## WORK TASK
Stop after the line with "pub use replica_api::ClientWriteError;"; until then, please copy every line of the records word for word from the first.
*** THE RECORDS ***
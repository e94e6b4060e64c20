mod checkpoint;
mod context;
mod group_check;
mod learn;
mod quorum;
mod replica;
mod replica_api;
mod replica_config;
mod restore;
mod split;
mod states;
mod two_phase_commit;
mod write_queue;

pub use quorum::AllSecondaries;
pub use quorum::Majority;
pub use quorum::QuorumPolicy;
pub use replica::WRITE_THROTTLING_ENV_KEY;
pub use replica_api::CheckpointError;
pub use replica_api::CheckpointFileInfo;
pub use replica_api::CheckpointMetadata;
pub use replica_api::ClientReadError;
pub use replica_api::ClientReadInput;
pub use replica_api::ClientReadOutput;
pub use replica_api::ClientWriteError;
pub use replica_api::ClientWriteInput;
pub use replica_api::ClientWriteOutput;
pub use replica_api::OpenReplicaError;
pub use replica_api::ReplicaFault;
pub use replica_api::ReplicaStateSnapshot;
pub use replica_api::RestoreError;
pub(crate) use context::ReplicaContext;
pub(crate) use replica::Replica;
pub(crate) use replica::ReplicaConfig;
pub(crate) use replica_api::ChildSyncMessage;
pub(crate) use replica_api::CopyCheckpointFetched;
pub(crate) use replica_api::GroupCheckReply;
pub(crate) use replica_api::LearnFilesFetched;
pub(crate) use replica_api::LearnReply;
pub(crate) use replica_api::LogAppended;
pub(crate) use replica_api::MetaConfigUpdateReply;
pub(crate) use replica_api::PrepareReply;
pub(crate) use replica_api::RegisterChildReply;
pub(crate) use replica_api::SplitNotice;
pub(crate) use restore::load_checkpoint_metadata;
pub(crate) use restore::verify_checkpoint_files;
use crate::throttling::TokenBucket;
use std::time::{Duration, Instant};

#[derive(Debug, Clone, PartialEq, Eq, thiserror::Error)]
pub enum ThrottlingParseError {
    #[error("empty env value")]
    EmptyEnv,
    #[error("invalid field count in clause {0:?}, should be 3")]
    InvalidFieldCount(String),
    #[error("invalid units {0:?}, should be non-negative int with optional K or M suffix")]
    InvalidUnits(String),
    #[error("invalid delay ms {0:?}, should be non-negative int")]
    InvalidDelayMs(String),
    #[error("invalid throttling type {0:?}")]
    InvalidType(String),
    #[error("duplicate delay config")]
    DuplicateDelay,
    #[error("duplicate reject config")]
    DuplicateReject,
    #[error("invalid partition count {0}")]
    InvalidPartitionCount(i32),
}

#[derive(Debug, Clone, Copy, PartialEq, Eq)]
pub enum ThrottlingDecision {
    Pass,
    Delay(Duration),
    /// The request is refused; the reply is held back for the given duration.
    Reject(Duration),
}

/// What a parse or reset did to the active configuration.
#[derive(Debug, Clone, Default, PartialEq, Eq)]
pub struct EnvChange {
    pub changed: bool,
    pub old_value: String,
}

#[derive(Debug, Clone, Copy, Default, PartialEq, Eq)]
struct Threshold {
    units: u64,
    ms: u64,
}

/// ThrottlingController admits, delays or rejects requests for one partition. A request costs
/// one unit when throttling by count, or its size in bytes when throttling by size.
///
/// Configured from an app env of the form `<units>[K|M]*<delay|reject>*<ms>[,...]`. `units` is
/// the app-wide budget per second and each partition gets `units / partition_count + 1`.
#[derive(Debug)]
pub struct ThrottlingController {
    enabled: bool,
    env_value: String,
    partition_count: i32,
    delay: Option<Threshold>,
    reject: Option<Threshold>,
    delay_bucket: TokenBucket,
    reject_bucket: TokenBucket,
}

impl Default for ThrottlingController {
    fn default() -> Self {
        Self::new()
    }
}

impl ThrottlingController {
    pub fn new() -> Self {
        ThrottlingController {
            enabled: false,
            env_value: String::new(),
            partition_count: 0,
            delay: None,
            reject: None,
            delay_bucket: TokenBucket::new_at(u64::MAX, u64::MAX, Instant::now()),
            reject_bucket: TokenBucket::new_at(u64::MAX, u64::MAX, Instant::now()),
        }
    }

    pub fn is_enabled(&self) -> bool {
        self.enabled
    }

    /// Parses and applies `env_value`. On error the active configuration is left untouched.
    pub fn parse_from_env(
        &mut self,
        env_value: &str,
        partition_count: i32,
    ) -> Result<EnvChange, ThrottlingParseError> {
        if self.enabled && env_value == self.env_value && partition_count == self.partition_count {
            return Ok(EnvChange::default());
        }
        if partition_count <= 0 {
            return Err(ThrottlingParseError::InvalidPartitionCount(partition_count));
        }

        let (delay, reject) = parse_env(env_value)?;
        let per_partition = |t: Threshold| Threshold {
            units: t.units / partition_count as u64 + 1,
            ms: t.ms,
        };
        let delay = delay.map(per_partition);
        let reject = reject.map(per_partition);

        let now = Instant::now();
        if let Some(t) = delay {
            self.delay_bucket.reset_at(t.units, t.units, now);
        }
        if let Some(t) = reject {
            self.reject_bucket.reset_at(t.units, t.units, now);
        }

        let old_value = std::mem::replace(&mut self.env_value, env_value.to_string());
        self.enabled = true;
        self.partition_count = partition_count;
        self.delay = delay;
        self.reject = reject;

        Ok(EnvChange {
            changed: true,
            old_value,
        })
    }

    /// Disables throttling.
    pub fn reset(&mut self) -> EnvChange {
        if !self.enabled {
            return EnvChange::default();
        }

        let old_value = std::mem::take(&mut self.env_value);
        self.enabled = false;
        self.partition_count = 0;
        self.delay = None;
        self.reject = None;

        EnvChange {
            changed: true,
            old_value,
        }
    }

    pub fn control(&mut self, request_units: u64) -> ThrottlingDecision {
        self.control_at(request_units, Instant::now())
    }

    /// Reject is checked before delay, so an exhausted reject bucket always wins.
    pub fn control_at(&mut self, request_units: u64, now: Instant) -> ThrottlingDecision {
        if !self.enabled {
            return ThrottlingDecision::Pass;
        }

        if let Some(t) = self.reject {
            if !self.reject_bucket.consume_at(request_units, now) {
                return ThrottlingDecision::Reject(Duration::from_millis(t.ms));
            }
        }

        if let Some(t) = self.delay {
            if !self.delay_bucket.consume_at(request_units, now) {
                return ThrottlingDecision::Delay(Duration::from_millis(t.ms));
            }
        }

        ThrottlingDecision::Pass
    }
}

#[cfg(test)]
impl ThrottlingController {
    fn env_value(&self) -> &str {
        &self.env_value
    }

    fn partition_count(&self) -> i32 {
        self.partition_count
    }

    fn delay_units(&self) -> u64 {
        self.delay.map(|t| t.units).unwrap_or(0)
    }

    fn delay_ms(&self) -> u64 {
        self.delay.map(|t| t.ms).unwrap_or(0)
    }

    fn reject_units(&self) -> u64 {
        self.reject.map(|t| t.units).unwrap_or(0)
    }

    fn reject_delay_ms(&self) -> u64 {
        self.reject.map(|t| t.ms).unwrap_or(0)
    }
}

fn parse_env(
    env_value: &str,
) -> Result<(Option<Threshold>, Option<Threshold>), ThrottlingParseError> {
    let clauses: Vec<&str> = env_value
        .split(',')
        .map(str::trim)
        .filter(|s| !s.is_empty())
        .collect();
    if clauses.is_empty() {
        return Err(ThrottlingParseError::EmptyEnv);
    }

    let mut delay = None;
    let mut reject = None;
    for clause in clauses {
        let fields: Vec<&str> = clause.split('*').map(str::trim).collect();
        if fields.len() != 3 {
            return Err(ThrottlingParseError::InvalidFieldCount(clause.to_string()));
        }

        let units = parse_units(fields[0])?;
        let ms = fields[2]
            .parse::<u64>()
            .map_err(|_| ThrottlingParseError::InvalidDelayMs(fields[2].to_string()))?;
        let threshold = Threshold { units, ms };

        match fields[1] {
            "delay" => {
                if delay.replace(threshold).is_some() {
                    return Err(ThrottlingParseError::DuplicateDelay);
                }
            }
            "reject" => {
                if reject.replace(threshold).is_some() {
                    return Err(ThrottlingParseError::DuplicateReject);
                }
            }
            other => return Err(ThrottlingParseError::InvalidType(other.to_string())),
        }
    }

    Ok((delay, reject))
}

fn parse_units(s: &str) -> Result<u64, ThrottlingParseError> {
    let invalid = || ThrottlingParseError::InvalidUnits(s.to_string());
    let (digits, multiplier) = match s.strip_suffix('M') {
        Some(d) => (d, 1_000_000),
        None => match s.strip_suffix('K') {
            Some(d) => (d, 1_000),
            None => (s, 1),
        },
    };
    if digits.is_empty() || !digits.bytes().all(|b| b.is_ascii_digit()) {
        return Err(invalid());
    }

    digits
        .parse::<u64>()
        .ok()
        .and_then(|n| n.checked_mul(multiplier))
        .ok_or_else(invalid)
}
*** End of THE RECORDS ***
## REPLY
repository e94e6b4060e64c20
mod checkpoint;
mod context;
mod group_check;
mod learn;
mod quorum;
mod replica;
mod replica_api;
mod replica_config;
mod restore;
mod split;
mod states;
mod two_phase_commit;
mod write_queue;

pub use quorum::AllSecondaries;
pub use quorum::Majority;
pub use quorum::QuorumPolicy;
pub use replica::WRITE_THROTTLING_ENV_KEY;
pub use replica_api::CheckpointError;
pub use replica_api::CheckpointFileInfo;
pub use replica_api::CheckpointMetadata;
pub use replica_api::ClientReadError;
pub use replica_api::ClientReadInput;
pub use replica_api::ClientReadOutput;
pub use replica_api::ClientWriteError;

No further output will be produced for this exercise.